In this article we present a comparison of the lives and work of Abraham Maslow, a founding father of humanistic psychology, and Heinz Kohut, the founding father of self psychology. While this comparison reveals certain predictable differences between these distinct leaders and their theoretical orientations, it also reveals surprising similarities in terms of their visions, their theories, and their lives. In addition, this comparison indicates that self psychology can provide an empirical bridge between humanistic psychology and modern psychoanalysis. This finding is particularly important at a time when the humanistic psychology community has identified the need to move away from ideology and to focus on humanistic psychology's empirical and clinical foundations, as one of its primary strategic challenges.
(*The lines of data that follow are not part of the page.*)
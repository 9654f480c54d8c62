//! Existence verification after destroy
//!
//! A destroy is only trusted once a follow-up read says the object is gone.
//! The verifier inverts normal read semantics: not-found is the good outcome.

use crate::cancel::CancelToken;
use crate::error::{Error, Result};
use crate::reconciler::{ManagedKind, Observation, Reconciler};
use log::debug;

/// Check whether a tracked object is now absent remotely.
///
/// Returns `Ok(true)` when the remote reports not-found and `Ok(false)` when
/// the object is still there with the tracked values. An object that is
/// present but no longer matches what was tracked fails with `Drifted`, since
/// that usually means something else recreated or changed it.
pub fn confirm_absent<K: ManagedKind>(
    reconciler: &Reconciler<K>,
    tracked: &Observation<K::Observed>,
    cancel: &CancelToken,
) -> Result<bool> {
    let key = reconciler.decode(tracked.id())?;
    match reconciler.probe(&key, cancel)? {
        None => {
            debug!("{} {} confirmed absent", reconciler.name(), key);
            Ok(true)
        }
        Some(current) if reconciler.kind().matches_tracked(tracked.state(), &current) => {
            debug!("{} {} still present", reconciler.name(), key);
            Ok(false)
        }
        Some(current) => Err(Error::Drifted {
            kind: reconciler.name().to_string(),
            key: key.to_string(),
            detail: format!("tracked {:?}, found {:?}", tracked.state(), current),
        }),
    }
}

/// Like [`confirm_absent`], but an object that is still present is an error.
pub fn ensure_absent<K: ManagedKind>(
    reconciler: &Reconciler<K>,
    tracked: &Observation<K::Observed>,
    cancel: &CancelToken,
) -> Result<()> {
    if confirm_absent(reconciler, tracked, cancel)? {
        Ok(())
    } else {
        Err(Error::DeleteFailed {
            kind: reconciler.name().to_string(),
            key: tracked.id().to_string(),
            reason: "object still exists after destroy".to_string(),
        })
    }
}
The person in the peak-experiences feels more integrated (unifiled, whole, all-of-a-piece), than at other times,... more integrated,... more harmoniously organized, more synergic,... In Roger's nice phrase, he feels "fully-functioning,"... responsible, active,... more creative.... (Maslow, 1968, pp. 104-108) The successful end of the analysis... has been reached when the analysand's formally enfeebled or fragmented nuclear self... has become sufficiently strengthened and consolidated to be able to function as a more or less self-propelling, self-directed, and self-sustaining unit which provides a central purpose to his personality and gives a sense of meaning to his life. (Kohut, 1977, pp. 138-139)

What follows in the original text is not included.